▶ [Exercise instructions]: For this exercise, repeat the listing below from its first line through the line containing "use abins_core::modules::input::load_abins_input;", exactly as written.
(Beginning of Data for analysis)
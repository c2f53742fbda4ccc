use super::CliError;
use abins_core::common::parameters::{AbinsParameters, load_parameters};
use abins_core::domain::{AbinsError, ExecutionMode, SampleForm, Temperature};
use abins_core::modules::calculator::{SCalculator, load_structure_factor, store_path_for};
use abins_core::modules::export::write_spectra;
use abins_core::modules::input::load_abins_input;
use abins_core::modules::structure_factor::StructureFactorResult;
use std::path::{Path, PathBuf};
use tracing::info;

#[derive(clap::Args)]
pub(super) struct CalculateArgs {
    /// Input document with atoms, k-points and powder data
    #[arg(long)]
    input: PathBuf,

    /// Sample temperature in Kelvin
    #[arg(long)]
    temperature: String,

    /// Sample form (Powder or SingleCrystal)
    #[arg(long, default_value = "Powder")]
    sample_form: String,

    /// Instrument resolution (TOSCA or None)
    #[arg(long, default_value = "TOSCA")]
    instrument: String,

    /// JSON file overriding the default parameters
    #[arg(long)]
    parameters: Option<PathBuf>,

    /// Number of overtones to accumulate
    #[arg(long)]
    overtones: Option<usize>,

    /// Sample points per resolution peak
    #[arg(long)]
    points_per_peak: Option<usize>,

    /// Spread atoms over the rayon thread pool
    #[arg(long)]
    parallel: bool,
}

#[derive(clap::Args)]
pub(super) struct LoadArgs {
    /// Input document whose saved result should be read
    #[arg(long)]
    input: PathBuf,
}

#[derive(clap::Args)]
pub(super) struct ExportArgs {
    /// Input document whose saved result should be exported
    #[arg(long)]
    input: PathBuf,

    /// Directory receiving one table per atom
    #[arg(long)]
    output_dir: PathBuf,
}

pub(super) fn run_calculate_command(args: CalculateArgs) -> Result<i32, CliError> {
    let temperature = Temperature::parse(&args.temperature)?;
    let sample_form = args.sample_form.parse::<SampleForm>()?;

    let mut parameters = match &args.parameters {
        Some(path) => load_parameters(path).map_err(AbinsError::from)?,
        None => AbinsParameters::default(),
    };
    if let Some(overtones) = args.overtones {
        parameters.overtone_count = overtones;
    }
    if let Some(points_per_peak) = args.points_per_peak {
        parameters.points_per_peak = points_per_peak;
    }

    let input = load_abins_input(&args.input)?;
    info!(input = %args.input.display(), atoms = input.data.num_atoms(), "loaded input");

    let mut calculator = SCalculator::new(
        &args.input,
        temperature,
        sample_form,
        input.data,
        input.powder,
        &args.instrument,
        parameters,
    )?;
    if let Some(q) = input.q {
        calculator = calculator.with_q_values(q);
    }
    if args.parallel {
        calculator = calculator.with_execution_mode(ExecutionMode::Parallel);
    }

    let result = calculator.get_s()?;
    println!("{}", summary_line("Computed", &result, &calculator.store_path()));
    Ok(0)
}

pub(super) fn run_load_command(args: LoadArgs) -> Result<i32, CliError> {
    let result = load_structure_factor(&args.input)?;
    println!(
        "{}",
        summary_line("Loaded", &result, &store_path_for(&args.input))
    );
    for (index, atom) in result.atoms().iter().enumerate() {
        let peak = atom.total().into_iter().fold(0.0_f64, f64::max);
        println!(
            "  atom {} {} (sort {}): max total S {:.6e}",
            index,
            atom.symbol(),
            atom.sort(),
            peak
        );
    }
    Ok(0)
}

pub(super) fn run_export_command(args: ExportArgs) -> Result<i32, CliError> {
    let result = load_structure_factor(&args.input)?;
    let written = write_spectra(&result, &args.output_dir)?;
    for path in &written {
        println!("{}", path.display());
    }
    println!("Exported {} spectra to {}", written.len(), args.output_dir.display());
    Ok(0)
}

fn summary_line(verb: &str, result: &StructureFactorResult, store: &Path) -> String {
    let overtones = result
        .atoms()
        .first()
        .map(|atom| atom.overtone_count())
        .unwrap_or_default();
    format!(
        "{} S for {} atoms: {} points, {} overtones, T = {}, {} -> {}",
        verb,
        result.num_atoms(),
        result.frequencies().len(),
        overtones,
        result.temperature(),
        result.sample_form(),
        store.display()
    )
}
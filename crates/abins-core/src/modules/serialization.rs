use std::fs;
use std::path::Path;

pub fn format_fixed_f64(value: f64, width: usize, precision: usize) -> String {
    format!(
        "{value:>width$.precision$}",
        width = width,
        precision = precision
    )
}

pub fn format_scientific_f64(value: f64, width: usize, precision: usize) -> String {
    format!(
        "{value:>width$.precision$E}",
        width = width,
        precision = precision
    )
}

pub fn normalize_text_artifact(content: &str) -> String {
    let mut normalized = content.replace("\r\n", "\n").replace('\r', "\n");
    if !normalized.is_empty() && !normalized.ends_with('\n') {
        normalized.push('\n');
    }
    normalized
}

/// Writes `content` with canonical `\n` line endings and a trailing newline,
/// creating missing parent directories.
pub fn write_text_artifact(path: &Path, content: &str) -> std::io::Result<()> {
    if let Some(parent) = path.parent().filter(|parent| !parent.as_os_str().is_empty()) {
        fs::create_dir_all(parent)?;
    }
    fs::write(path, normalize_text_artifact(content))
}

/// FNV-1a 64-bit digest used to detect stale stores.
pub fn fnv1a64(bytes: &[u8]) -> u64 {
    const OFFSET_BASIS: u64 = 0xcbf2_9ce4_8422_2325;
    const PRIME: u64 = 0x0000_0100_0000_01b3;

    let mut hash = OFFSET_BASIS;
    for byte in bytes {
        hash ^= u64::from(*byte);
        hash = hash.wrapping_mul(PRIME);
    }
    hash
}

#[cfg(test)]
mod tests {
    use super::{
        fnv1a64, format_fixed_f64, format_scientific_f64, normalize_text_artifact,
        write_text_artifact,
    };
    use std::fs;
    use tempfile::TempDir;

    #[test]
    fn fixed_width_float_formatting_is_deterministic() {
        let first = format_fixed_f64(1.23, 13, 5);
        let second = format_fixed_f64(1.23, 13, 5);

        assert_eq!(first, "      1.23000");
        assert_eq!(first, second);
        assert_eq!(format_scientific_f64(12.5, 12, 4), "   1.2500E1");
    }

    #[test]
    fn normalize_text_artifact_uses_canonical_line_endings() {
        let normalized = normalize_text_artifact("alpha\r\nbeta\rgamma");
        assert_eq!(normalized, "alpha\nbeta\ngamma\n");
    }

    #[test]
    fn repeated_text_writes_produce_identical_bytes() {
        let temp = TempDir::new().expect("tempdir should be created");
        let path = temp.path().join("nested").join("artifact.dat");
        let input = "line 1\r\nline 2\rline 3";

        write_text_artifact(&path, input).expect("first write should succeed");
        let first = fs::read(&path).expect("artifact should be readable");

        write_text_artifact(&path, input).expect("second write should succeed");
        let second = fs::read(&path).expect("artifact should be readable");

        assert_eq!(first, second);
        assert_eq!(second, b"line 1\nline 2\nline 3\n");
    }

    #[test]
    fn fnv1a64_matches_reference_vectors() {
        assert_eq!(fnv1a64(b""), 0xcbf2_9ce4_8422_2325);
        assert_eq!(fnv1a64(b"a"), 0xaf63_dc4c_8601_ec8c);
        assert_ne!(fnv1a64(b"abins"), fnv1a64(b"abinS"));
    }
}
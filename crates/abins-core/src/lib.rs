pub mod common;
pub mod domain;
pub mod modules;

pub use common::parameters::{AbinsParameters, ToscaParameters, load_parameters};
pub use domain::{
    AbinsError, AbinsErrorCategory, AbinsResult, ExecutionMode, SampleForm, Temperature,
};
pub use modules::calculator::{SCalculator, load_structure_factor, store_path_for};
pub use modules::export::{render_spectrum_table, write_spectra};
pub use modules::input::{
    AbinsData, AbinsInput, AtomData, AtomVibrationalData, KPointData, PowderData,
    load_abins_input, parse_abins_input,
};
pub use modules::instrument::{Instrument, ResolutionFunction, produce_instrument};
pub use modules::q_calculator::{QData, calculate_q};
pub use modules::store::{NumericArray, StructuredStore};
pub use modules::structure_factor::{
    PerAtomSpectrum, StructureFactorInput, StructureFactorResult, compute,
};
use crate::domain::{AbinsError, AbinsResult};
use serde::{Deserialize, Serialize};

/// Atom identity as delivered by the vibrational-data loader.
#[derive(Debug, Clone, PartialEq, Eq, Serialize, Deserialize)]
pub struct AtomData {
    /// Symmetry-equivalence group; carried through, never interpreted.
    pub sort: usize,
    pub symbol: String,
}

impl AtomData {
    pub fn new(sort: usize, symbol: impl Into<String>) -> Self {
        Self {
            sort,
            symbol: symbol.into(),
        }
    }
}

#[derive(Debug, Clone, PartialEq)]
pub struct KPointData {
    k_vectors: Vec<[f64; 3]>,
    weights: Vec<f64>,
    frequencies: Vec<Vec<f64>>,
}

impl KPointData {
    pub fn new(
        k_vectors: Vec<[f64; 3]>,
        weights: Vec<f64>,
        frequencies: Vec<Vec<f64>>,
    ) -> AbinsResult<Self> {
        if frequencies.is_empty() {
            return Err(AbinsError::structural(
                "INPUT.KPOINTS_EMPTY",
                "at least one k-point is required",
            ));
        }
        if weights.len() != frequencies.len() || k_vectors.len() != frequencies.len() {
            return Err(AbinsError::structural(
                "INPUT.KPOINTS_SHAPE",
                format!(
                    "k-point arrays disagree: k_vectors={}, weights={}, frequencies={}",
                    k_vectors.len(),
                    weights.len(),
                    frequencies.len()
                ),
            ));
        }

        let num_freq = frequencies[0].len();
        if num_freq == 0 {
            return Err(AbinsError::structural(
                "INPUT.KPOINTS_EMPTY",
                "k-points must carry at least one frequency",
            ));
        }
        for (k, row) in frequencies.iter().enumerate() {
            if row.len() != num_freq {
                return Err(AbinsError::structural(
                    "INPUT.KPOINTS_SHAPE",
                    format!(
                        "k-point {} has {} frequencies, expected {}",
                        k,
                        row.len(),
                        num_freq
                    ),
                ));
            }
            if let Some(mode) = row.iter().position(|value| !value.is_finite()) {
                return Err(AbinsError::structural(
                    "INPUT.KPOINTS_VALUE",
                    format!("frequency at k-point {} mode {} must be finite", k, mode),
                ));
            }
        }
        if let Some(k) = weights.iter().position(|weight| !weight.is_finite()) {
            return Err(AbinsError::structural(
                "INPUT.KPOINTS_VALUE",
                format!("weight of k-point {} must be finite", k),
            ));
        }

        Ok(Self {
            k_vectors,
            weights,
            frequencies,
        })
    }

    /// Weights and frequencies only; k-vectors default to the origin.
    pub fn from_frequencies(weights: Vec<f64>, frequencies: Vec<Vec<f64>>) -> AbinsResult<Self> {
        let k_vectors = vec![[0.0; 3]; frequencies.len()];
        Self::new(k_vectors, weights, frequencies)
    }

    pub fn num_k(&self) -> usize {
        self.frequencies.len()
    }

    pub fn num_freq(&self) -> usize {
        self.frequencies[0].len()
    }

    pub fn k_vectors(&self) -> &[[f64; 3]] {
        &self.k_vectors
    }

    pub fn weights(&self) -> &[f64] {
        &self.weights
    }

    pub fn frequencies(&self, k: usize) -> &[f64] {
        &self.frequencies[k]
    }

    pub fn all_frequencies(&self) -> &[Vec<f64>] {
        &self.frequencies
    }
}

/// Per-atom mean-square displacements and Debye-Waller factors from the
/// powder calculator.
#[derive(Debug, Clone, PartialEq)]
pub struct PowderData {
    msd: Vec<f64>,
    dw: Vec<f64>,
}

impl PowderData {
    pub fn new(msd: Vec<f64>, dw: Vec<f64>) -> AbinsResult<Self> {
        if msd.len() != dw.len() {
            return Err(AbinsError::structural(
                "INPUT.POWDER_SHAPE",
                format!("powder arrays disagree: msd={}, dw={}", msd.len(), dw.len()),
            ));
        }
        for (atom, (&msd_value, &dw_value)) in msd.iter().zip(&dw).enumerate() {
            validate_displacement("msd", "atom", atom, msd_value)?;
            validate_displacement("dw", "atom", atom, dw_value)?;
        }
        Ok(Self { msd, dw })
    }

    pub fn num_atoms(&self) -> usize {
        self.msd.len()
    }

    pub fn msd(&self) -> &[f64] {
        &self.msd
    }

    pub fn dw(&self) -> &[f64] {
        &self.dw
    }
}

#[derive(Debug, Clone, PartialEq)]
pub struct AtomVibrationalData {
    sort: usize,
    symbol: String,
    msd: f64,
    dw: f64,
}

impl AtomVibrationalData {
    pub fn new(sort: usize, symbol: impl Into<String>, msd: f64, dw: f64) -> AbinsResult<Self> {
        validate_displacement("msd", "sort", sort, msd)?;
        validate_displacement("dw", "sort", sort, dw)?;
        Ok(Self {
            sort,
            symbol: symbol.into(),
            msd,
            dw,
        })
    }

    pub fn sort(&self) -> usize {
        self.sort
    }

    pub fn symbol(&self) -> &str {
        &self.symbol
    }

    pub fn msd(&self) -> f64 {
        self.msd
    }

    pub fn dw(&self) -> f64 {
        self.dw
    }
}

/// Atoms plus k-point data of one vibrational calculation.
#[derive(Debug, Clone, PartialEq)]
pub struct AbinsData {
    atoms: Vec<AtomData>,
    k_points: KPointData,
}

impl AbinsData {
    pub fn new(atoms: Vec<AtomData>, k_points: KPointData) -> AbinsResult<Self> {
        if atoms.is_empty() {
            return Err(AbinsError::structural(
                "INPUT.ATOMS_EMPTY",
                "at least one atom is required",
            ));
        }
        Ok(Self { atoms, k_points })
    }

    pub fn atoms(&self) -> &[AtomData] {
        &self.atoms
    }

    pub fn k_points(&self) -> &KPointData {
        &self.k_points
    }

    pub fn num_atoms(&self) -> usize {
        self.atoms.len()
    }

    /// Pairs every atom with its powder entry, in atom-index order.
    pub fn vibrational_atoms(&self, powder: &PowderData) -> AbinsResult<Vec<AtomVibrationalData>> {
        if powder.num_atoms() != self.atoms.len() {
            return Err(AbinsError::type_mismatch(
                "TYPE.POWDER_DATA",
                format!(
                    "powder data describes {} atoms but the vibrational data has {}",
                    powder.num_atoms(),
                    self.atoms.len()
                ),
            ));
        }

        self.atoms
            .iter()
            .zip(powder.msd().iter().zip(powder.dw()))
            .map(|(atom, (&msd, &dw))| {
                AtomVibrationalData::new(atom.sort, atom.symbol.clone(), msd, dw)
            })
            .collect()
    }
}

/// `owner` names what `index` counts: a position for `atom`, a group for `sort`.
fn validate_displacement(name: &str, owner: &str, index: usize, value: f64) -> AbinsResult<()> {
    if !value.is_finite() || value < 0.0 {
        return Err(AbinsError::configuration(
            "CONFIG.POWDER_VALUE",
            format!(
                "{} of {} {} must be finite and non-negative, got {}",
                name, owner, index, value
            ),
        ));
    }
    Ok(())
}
(End of Data for analysis)
▶ [Worked solution]:
repository c2f53742fbda4ccc
use super::CliError;
use abins_core::common::parameters::{AbinsParameters, load_parameters};
use abins_core::domain::{AbinsError, ExecutionMode, SampleForm, Temperature};
use abins_core::modules::calculator::{SCalculator, load_structure_factor, store_path_for};
use abins_core::modules::export::write_spectra;
use abins_core::modules::input::load_abins_input;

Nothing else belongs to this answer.